Моментально оставленные дела, незавершённая домашняя работа, недоваренный ужин – так сегодня представляют себе события того вечера, когда началась эвакуация. Жители городов Припять и Чорнобыль, соседних городишек и сёл выезжали ненадолго, как им тогда говорили, максимум на три дня. Никто из них не мог себе представить размах катастрофы и не подозревал, что им придётся насовсем оставить родные дома.
Когда же публично объявили об уровне загрязнения территории, то жизни местных жителей изменились навсегда. Никто уже не планировал возвращаться, ведь радиация опасна: про это вопили отовсюду. Для большинства эвакуированных страх невидимого победил желание вернуться домой – почти все остались жить на новом месте. Все, но не самоселы.
слайдшоу
Первыми в зону отчуждения вернулись несколько семей из сёл Черемошна и Нивецке – это случилось 21 июня 1986 года. По данным Государственного агентства Украины по управлению зоной отчуждения, сегодня здесь проживает около 130 людей, из них все – жители преклонного возраста. Большинство вернулись домой в течение года после аварии: тоска за домом давала о себе знать. Ей не могли помешать даже военные и ограждённая колючей проволокой территория. Некоторые не выезжали вообще: они прятались от военных в хлевах или погребах, игнорируя сообщения об эвакуации. А те, кто работал на ЧАЭС и в дочерних предприятиях, оставались в зоне «по умолчанию». Они же и получали временные пропуска, которые ежегодно нужно было обновлять.
Лина Костенко – одна из участниц историко-этнографических экспедиций в зону отчуждения – просит называть людей, которые поселились на тех территориях, не самоселами, а возвращенцами, ведь они вернулись домой: «Я сразу хотела бы попросить, чтобы тех людей никто не называл самоселами: это обидно, ведь там их родина. Они выросли там и продолжают жить после аварии в своих родных домах – пусть и забыты Богом и державой.»

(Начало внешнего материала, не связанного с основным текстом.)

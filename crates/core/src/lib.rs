//! Askbot Core - pipeline types shared by the ingress, worker and reply paths
//!
//! - **Config** (`config`) - layered application configuration
//! - **Events** (`event`) - normalized mentions and their reply targets
//! - **Queue** (`queue`) - the bounded work queue and its backpressure signal
//! - **Outcomes** (`outcome`, `errors`) - terminal results and error replies
//! - **Mentions** (`mention`) - addressing-token removal

pub mod config;
pub mod errors;
pub mod event;
pub mod mention;
pub mod outcome;
pub mod queue;

pub use errors::{format_error_reply, is_error_reply, PipelineError, ERROR_MARKER};
pub use event::{InboundEvent, ThreadTarget};
pub use mention::strip_mention;
pub use outcome::ReplyOutcome;
pub use queue::{work_queue, EnqueueError, QueueLease, QueueStats, WorkQueueReceiver, WorkQueueSender};
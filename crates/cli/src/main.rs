use std::process::ExitCode;

fn main() -> ExitCode {
    askbot_cli::run()
}
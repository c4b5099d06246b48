//! Log setup and standard spans.

use std::fs::OpenOptions;
use std::io;
use std::sync::Mutex;
use tracing_subscriber::EnvFilter;

use crate::config::{LogConfig, LogFormat};

/// Install the global subscriber.
///
/// `RUST_LOG` overrides the default `info` filter. Raw IRC traffic is
/// logged at `debug` under the `hatcogd::raw` target, so
/// `RUST_LOG=info,hatcogd::raw=debug` shows it on its own.
pub fn init(config: &LogConfig) -> io::Result<()> {
    let filter = EnvFilter::try_from_default_env().unwrap_or_else(|_| EnvFilter::new("info"));
    let builder = tracing_subscriber::fmt()
        .with_env_filter(filter)
        .with_target(true);

    match &config.file {
        None => match config.format {
            LogFormat::Text => builder.init(),
            LogFormat::Json => builder.json().init(),
        },
        Some(path) => {
            let file = OpenOptions::new().create(true).append(true).open(path)?;
            let builder = builder.with_ansi(false).with_writer(Mutex::new(file));
            match config.format {
                LogFormat::Text => builder.init(),
                LogFormat::Json => builder.json().init(),
            }
        }
    }
    Ok(())
}

/// Standardized span constructors.
pub mod spans {
    use tracing::{Span, info_span};

    /// Span for an upstream link task.
    pub fn link(network: &str) -> Span {
        info_span!("link", network = %network)
    }

    /// Span for a local client connection.
    pub fn client(id: u64, addr: &std::net::SocketAddr) -> Span {
        info_span!("client", id = id, addr = %addr)
    }
}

Однако, сами жители сёл зоны отчуждения также называют себя самоселами. Правда, в шутку, ведь, на самом деле, они дома.
Евген
Житель Чорнобыля Евген Маркевич раньше был против такого названия, но со временем, кажется, смирился:
— Ну мы и есть самоселы. Меня тоже так называют. Те, кто жил до аварии тут, они оставались работать и жили в своих домах. Когда авария была, мне ещё и 49 не было. А сейчас мне уже скоро 80, если доживу. Ещё же 30 лет всё-таки – не хрен собачий. Это большой кусок жизни, у некоторых просто целая жизнь.

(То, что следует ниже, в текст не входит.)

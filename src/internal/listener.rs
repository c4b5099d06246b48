//! Listener - accepts local client connections.

use bytes::Bytes;
use futures_util::SinkExt;
use std::net::SocketAddr;
use tokio::net::TcpListener;
use tokio::net::tcp::OwnedWriteHalf;
use tokio::sync::mpsc;
use tokio_util::codec::{BytesCodec, FramedWrite};
use tracing::{Instrument, debug, error, info, instrument};

use super::connection::Connection;
use super::{ClientEvent, ClientId};
use crate::telemetry::spans;

/// Accepts clients and spawns their reader and writer tasks.
pub struct Listener {
    listener: TcpListener,
    from_user: mpsc::Sender<ClientEvent>,
    default_network: String,
    next_id: ClientId,
}

impl Listener {
    /// Bind the client listener.
    ///
    /// Clients start out scoped to `default_network` until they send
    /// `/connect`.
    pub async fn bind(
        addr: SocketAddr,
        from_user: mpsc::Sender<ClientEvent>,
        default_network: String,
    ) -> std::io::Result<Self> {
        let listener = TcpListener::bind(addr).await?;
        info!(addr = %listener.local_addr()?, "Client listener bound");
        Ok(Self {
            listener,
            from_user,
            default_network,
            next_id: 1,
        })
    }

    pub fn local_addr(&self) -> std::io::Result<SocketAddr> {
        self.listener.local_addr()
    }

    /// Accept clients until the server stops listening for events.
    #[instrument(skip(self), name = "listener")]
    pub async fn run(mut self) {
        loop {
            let (stream, addr) = match self.listener.accept().await {
                Ok(accepted) => accepted,
                Err(e) => {
                    error!(error = %e, "Failed to accept client connection");
                    continue;
                }
            };

            let id = self.next_id;
            self.next_id += 1;
            info!(id, %addr, "Client connected");

            let (reader, writer) = stream.into_split();
            let (tx, rx) = mpsc::unbounded_channel();
            tokio::spawn(write_loop(rx, writer).instrument(spans::client(id, &addr)));

            let attached = ClientEvent::Attached {
                id,
                network: self.default_network.clone(),
                writer: tx,
            };
            if self.from_user.send(attached).await.is_err() {
                debug!("Server loop has stopped, listener exiting");
                return;
            }

            let connection = Connection::new(id, self.default_network.clone(), self.from_user.clone());
            tokio::spawn(connection.run(reader).instrument(spans::client(id, &addr)));
        }
    }
}

/// Drain a client's queue onto its socket.
async fn write_loop(mut rx: mpsc::UnboundedReceiver<Bytes>, writer: OwnedWriteHalf) {
    let mut sink = FramedWrite::new(writer, BytesCodec::new());
    while let Some(payload) = rx.recv().await {
        if let Err(e) = sink.send(payload).await {
            debug!(error = %e, "Client write failed");
            return;
        }
    }
    // Queue closed by the manager: shut the socket down.
    if let Err(e) = SinkExt::<Bytes>::close(&mut sink).await {
        debug!(error = %e, "Client close failed");
    }
}

#[cfg(test)]
mod tests {
    use super::*;
    use tokio::io::AsyncReadExt;
    use tokio::net::TcpStream;

    #[tokio::test]
    async fn test_write_loop_delivers_then_closes() {
        let listener = TcpListener::bind("127.0.0.1:0").await.unwrap();
        let mut client = TcpStream::connect(listener.local_addr().unwrap())
            .await
            .unwrap();
        let (server_side, _) = listener.accept().await.unwrap();
        let (_reader, writer) = server_side.into_split();

        let (tx, rx) = mpsc::unbounded_channel();
        let task = tokio::spawn(write_loop(rx, writer));
        tx.send(Bytes::from_static(b"{\"command\":\"NICK\"}\n")).unwrap();
        drop(tx);
        task.await.unwrap();

        // Everything queued arrives, then the socket is shut down.
        let mut received = Vec::new();
        client.read_to_end(&mut received).await.unwrap();
        assert_eq!(received, b"{\"command\":\"NICK\"}\n");
    }
}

Хоть и родился Евген в Киеве, но переехал в Чорнобыль в 1944 году, уже в семилетнем возрасте, когда в Киеве был голод. На зарплату матери семье выжить было сложно, потому решили сразу же после празднования Дня Победы переехать к сестре:
— Переехали, потому что это был дедовский дом, построенный в 1915 году. Прошлого века. Так что ему уже идёт сто второй год. Он битый-перебитый: столько войн, столько революций пережил этот дом. Войну и гражданскую, и отечественную. Тут снарядами он насквозь прошит, даже в дверях у меня ещё есть дырки от обломков.

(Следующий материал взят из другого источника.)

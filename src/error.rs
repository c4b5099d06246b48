//! Error types for the daemon.
//!
//! Only [`LinkError`] is fatal. Everything else is handled where it happens:
//! a failed dial is retried, and a routing miss is logged and dropped.

use std::io;
use thiserror::Error;

// ============================================================================
// Upstream errors
// ============================================================================

/// A single failed attempt to open an upstream socket.
#[derive(Debug, Error)]
pub enum ConnectError {
    #[error("connection failed: {0}")]
    Io(#[from] io::Error),

    #[error("invalid TLS server name: {0}")]
    ServerName(String),

    #[error("TLS handshake timed out")]
    HandshakeTimeout,
}

/// Ways an upstream link can end that take the daemon down with it.
#[derive(Debug, Error)]
pub enum LinkError {
    #[error("{network}: gave up after {attempts} connection attempts: {last}")]
    Exhausted {
        network: String,
        attempts: u32,
        #[source]
        last: ConnectError,
    },

    #[error("{network}: write failed: {source}")]
    Write {
        network: String,
        #[source]
        source: io::Error,
    },
}

/// Whether a write error means the peer went away, as opposed to something
/// the daemon cannot recover from.
pub fn is_disconnect(err: &io::Error) -> bool {
    matches!(
        err.kind(),
        io::ErrorKind::BrokenPipe
            | io::ErrorKind::ConnectionReset
            | io::ErrorKind::ConnectionAborted
            | io::ErrorKind::NotConnected
            | io::ErrorKind::UnexpectedEof
    )
}

// ============================================================================
// Routing errors
// ============================================================================

/// A command that cannot be delivered. Logged and dropped by the router.
#[derive(Debug, Clone, PartialEq, Eq, Error)]
pub enum RouteError {
    #[error("unknown network: {0}")]
    UnknownNetwork(String),

    #[error("client is not bound to a channel")]
    NotBound,
}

Тогда, маленький Евген, переезжая в Чорнобыль, трижды с семьей шёл туда от самого Киева: пешком, пароходом, попутками. Говорит, что с собой пригнали ещё козу:
— Ох, как она меня лупила. Тут такой заборчик маленький был, она безрогая была, но драчливая. Она меня как… А я худой такой был. Она меня как под зад подденет, то через забор и перелетел. Красавица была. Молоко давала – тут ничего не скажешь. Стаканчик молока выпьешь и здоровый.
слайдшоу
До аварии в Чорнобыле проживало около 14 тыс. людей, а в Чорнобыльском районе – 185 тыс. После строительства станции в городе начали возводить многоуровневые дома, которые быстро заселялись работниками и их семьями. Появилась работа, позже – и дорога:
— Вот только станцию не нужно было здесь строить, вот в чём дело. Станции строили на беду эту. Нельзя тут этого делать, нельзя. Полисся нельзя застраивать этими отходами. Это за Украину всё туда идёт. И главное, что с наукой же никто не советуется: никто их не спрашивает нужно это или не нужно, рекомендации какие-то. Все на ура. Как когда-то Москва диктовала. Строить станцию? Ну вот здесь построим. И построили.
Когда-то Евген приезжал в село Нагирци порыбачить. В том краю только что построили первый блок ЧАЭС, но, по словам Евгена, это было «место ненамоленное, наоборот – злое место». У Нагирцах тогда жил дедушка, который так и сказал: «Как вы сюда пришли, так вы отсюда и уйдёте». Евген только плечами пожимает, вспоминая этот эпизод:
— Так вот и вышло. Видно дед что-то знал, что-то докумекал.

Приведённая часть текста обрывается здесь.